### Task description
Transcribe the records below exactly as written, from the opening line through the line that contains "weight per exercise.".

════

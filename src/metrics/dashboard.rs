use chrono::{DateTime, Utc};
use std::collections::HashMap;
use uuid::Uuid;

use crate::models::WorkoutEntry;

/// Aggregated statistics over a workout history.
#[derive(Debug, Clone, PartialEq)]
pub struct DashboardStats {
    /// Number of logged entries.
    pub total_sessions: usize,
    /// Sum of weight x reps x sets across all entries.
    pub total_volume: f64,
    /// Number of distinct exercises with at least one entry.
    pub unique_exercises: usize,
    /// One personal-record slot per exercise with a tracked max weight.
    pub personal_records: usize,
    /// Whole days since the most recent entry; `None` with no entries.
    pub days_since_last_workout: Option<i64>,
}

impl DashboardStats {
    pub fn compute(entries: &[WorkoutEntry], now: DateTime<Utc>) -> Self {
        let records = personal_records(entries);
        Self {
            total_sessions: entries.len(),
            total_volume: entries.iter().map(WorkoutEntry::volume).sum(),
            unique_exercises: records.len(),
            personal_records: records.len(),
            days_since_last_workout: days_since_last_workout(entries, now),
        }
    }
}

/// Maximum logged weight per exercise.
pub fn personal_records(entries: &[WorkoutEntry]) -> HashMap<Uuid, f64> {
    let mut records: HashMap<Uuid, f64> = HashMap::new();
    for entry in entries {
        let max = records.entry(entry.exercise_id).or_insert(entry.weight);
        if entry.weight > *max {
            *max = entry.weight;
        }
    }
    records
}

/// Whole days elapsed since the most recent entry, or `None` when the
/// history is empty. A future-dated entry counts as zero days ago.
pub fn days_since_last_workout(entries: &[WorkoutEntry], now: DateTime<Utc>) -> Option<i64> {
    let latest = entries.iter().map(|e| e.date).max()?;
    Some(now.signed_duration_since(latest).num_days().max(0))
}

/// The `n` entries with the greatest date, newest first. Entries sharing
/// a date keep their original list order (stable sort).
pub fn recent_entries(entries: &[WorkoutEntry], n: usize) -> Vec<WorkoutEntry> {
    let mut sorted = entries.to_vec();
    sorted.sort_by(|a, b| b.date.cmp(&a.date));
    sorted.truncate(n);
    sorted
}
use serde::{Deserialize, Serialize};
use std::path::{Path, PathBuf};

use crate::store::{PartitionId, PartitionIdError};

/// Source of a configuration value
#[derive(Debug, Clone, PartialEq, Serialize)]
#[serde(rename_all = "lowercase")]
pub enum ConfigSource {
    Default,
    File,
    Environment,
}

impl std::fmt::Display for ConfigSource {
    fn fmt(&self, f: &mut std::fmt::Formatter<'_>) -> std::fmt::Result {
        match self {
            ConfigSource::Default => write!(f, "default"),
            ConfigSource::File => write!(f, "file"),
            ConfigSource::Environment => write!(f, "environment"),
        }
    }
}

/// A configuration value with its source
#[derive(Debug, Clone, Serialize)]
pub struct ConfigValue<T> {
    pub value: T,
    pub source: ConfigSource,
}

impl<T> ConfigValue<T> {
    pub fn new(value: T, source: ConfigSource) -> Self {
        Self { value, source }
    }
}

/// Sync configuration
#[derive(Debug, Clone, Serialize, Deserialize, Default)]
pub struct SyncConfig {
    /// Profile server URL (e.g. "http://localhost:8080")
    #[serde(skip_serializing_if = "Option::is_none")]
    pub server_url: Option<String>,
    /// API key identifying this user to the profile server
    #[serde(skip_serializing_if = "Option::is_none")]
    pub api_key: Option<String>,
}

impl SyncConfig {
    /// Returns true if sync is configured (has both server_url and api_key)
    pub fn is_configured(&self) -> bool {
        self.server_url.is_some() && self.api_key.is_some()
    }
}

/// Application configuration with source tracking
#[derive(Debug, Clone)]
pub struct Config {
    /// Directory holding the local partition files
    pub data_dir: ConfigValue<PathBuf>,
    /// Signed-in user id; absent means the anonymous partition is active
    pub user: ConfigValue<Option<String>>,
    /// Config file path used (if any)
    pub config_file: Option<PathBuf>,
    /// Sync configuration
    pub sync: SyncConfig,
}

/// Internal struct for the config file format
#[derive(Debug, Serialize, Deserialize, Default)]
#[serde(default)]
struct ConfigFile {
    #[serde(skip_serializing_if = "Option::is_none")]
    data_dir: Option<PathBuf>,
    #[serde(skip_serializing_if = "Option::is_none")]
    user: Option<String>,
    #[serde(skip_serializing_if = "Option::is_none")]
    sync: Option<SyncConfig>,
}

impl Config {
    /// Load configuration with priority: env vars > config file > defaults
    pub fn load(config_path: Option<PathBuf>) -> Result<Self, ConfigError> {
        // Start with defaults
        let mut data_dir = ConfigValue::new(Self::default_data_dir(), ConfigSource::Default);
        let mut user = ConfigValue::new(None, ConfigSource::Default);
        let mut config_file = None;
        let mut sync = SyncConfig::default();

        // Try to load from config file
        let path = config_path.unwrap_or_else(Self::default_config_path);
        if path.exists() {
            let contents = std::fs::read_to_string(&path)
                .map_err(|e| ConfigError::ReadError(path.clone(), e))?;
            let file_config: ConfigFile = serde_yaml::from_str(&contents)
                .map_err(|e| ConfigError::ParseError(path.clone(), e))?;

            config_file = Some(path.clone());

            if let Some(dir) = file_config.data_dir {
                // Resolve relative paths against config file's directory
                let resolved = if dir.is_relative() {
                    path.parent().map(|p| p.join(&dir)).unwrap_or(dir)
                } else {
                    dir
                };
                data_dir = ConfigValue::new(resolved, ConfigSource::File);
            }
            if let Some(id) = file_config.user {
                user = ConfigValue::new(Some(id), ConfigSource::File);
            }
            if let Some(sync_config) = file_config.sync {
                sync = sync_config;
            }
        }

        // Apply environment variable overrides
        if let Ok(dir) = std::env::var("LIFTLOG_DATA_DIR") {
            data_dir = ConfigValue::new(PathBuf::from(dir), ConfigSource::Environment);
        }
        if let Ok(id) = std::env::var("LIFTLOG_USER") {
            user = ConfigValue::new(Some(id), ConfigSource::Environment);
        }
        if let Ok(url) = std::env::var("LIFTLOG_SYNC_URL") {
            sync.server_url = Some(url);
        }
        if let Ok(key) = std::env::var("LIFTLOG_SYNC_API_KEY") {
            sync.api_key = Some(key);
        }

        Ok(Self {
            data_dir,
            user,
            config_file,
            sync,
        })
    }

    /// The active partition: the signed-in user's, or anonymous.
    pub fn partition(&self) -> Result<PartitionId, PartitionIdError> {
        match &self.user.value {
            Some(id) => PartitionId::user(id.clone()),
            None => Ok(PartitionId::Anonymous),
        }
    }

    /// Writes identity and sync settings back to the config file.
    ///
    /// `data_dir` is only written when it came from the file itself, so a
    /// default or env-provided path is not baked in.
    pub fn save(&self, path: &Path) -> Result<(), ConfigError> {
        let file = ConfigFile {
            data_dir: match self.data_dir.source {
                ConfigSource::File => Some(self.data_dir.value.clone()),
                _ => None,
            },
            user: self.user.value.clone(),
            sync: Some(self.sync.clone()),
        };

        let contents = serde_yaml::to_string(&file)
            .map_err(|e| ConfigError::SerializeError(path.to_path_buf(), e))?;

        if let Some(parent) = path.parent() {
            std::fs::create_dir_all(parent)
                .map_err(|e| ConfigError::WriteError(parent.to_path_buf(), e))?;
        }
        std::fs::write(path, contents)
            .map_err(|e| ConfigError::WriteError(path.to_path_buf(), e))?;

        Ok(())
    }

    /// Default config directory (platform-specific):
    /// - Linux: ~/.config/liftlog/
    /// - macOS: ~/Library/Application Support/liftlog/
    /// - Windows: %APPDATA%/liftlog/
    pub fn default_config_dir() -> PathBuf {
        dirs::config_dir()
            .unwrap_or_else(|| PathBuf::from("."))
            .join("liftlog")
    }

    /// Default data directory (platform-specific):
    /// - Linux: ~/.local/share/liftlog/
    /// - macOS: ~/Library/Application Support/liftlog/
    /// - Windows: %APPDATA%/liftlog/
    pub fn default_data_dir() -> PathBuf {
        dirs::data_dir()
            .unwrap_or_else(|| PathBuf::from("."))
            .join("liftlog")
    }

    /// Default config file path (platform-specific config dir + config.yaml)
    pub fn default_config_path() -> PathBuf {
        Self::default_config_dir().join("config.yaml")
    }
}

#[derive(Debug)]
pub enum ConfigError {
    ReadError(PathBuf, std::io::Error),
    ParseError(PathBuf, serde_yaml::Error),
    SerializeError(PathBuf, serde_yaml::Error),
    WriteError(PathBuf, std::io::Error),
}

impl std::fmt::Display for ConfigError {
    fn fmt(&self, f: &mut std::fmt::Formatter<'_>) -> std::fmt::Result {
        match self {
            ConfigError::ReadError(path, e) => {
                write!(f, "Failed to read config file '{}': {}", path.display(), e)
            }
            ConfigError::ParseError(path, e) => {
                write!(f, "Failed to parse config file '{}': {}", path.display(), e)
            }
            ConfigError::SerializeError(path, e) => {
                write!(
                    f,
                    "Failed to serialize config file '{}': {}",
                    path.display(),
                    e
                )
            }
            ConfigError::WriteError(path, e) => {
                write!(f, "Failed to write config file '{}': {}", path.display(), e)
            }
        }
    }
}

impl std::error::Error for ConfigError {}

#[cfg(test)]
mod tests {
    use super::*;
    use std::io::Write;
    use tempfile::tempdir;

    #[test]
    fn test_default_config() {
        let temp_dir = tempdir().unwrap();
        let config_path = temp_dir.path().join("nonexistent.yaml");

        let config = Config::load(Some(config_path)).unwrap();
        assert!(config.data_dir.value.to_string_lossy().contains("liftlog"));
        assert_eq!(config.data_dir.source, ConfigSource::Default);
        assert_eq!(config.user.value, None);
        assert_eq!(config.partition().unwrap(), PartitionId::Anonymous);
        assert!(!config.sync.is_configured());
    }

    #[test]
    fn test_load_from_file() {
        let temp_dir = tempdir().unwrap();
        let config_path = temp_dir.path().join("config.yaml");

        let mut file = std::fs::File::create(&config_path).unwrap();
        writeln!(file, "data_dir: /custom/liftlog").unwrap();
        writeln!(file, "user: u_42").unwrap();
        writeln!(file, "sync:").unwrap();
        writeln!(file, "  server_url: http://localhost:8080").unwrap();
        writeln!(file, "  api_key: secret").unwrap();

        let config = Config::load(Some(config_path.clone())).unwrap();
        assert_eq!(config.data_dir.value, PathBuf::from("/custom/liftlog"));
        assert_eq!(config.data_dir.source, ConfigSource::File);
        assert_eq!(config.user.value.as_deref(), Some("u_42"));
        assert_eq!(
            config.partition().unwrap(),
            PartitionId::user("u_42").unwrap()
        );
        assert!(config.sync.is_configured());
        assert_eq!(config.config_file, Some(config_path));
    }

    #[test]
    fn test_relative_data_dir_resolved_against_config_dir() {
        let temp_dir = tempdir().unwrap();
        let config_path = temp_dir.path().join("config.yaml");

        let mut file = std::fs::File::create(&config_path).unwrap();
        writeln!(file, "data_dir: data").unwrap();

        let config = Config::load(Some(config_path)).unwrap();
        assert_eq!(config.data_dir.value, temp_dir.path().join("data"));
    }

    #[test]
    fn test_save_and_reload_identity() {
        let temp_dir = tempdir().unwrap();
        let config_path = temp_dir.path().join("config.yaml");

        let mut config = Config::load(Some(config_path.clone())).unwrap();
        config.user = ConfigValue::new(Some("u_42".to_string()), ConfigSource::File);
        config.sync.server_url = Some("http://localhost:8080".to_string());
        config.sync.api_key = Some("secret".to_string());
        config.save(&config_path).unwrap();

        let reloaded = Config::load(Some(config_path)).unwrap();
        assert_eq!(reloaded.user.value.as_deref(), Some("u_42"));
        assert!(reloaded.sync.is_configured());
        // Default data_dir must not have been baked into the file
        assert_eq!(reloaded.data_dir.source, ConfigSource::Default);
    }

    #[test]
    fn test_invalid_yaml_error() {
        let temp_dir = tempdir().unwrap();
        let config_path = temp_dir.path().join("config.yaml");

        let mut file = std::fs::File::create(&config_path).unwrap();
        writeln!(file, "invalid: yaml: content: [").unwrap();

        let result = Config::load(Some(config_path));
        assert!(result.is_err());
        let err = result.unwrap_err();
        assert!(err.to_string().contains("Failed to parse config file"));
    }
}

════

### Task solution
filename src/metrics/dashboard.rs
use chrono::{DateTime, Utc};
use std::collections::HashMap;
use uuid::Uuid;

use crate::models::WorkoutEntry;

/// Aggregated statistics over a workout history.
#[derive(Debug, Clone, PartialEq)]
pub struct DashboardStats {
    /// Number of logged entries.
    pub total_sessions: usize,
    /// Sum of weight x reps x sets across all entries.
    pub total_volume: f64,
    /// Number of distinct exercises with at least one entry.
    pub unique_exercises: usize,
    /// One personal-record slot per exercise with a tracked max weight.
    pub personal_records: usize,
    /// Whole days since the most recent entry; `None` with no entries.
    pub days_since_last_workout: Option<i64>,
}

impl DashboardStats {
    pub fn compute(entries: &[WorkoutEntry], now: DateTime<Utc>) -> Self {
        let records = personal_records(entries);
        Self {
            total_sessions: entries.len(),
            total_volume: entries.iter().map(WorkoutEntry::volume).sum(),
            unique_exercises: records.len(),
            personal_records: records.len(),
            days_since_last_workout: days_since_last_workout(entries, now),
        }
    }
}

/// Maximum logged weight per exercise.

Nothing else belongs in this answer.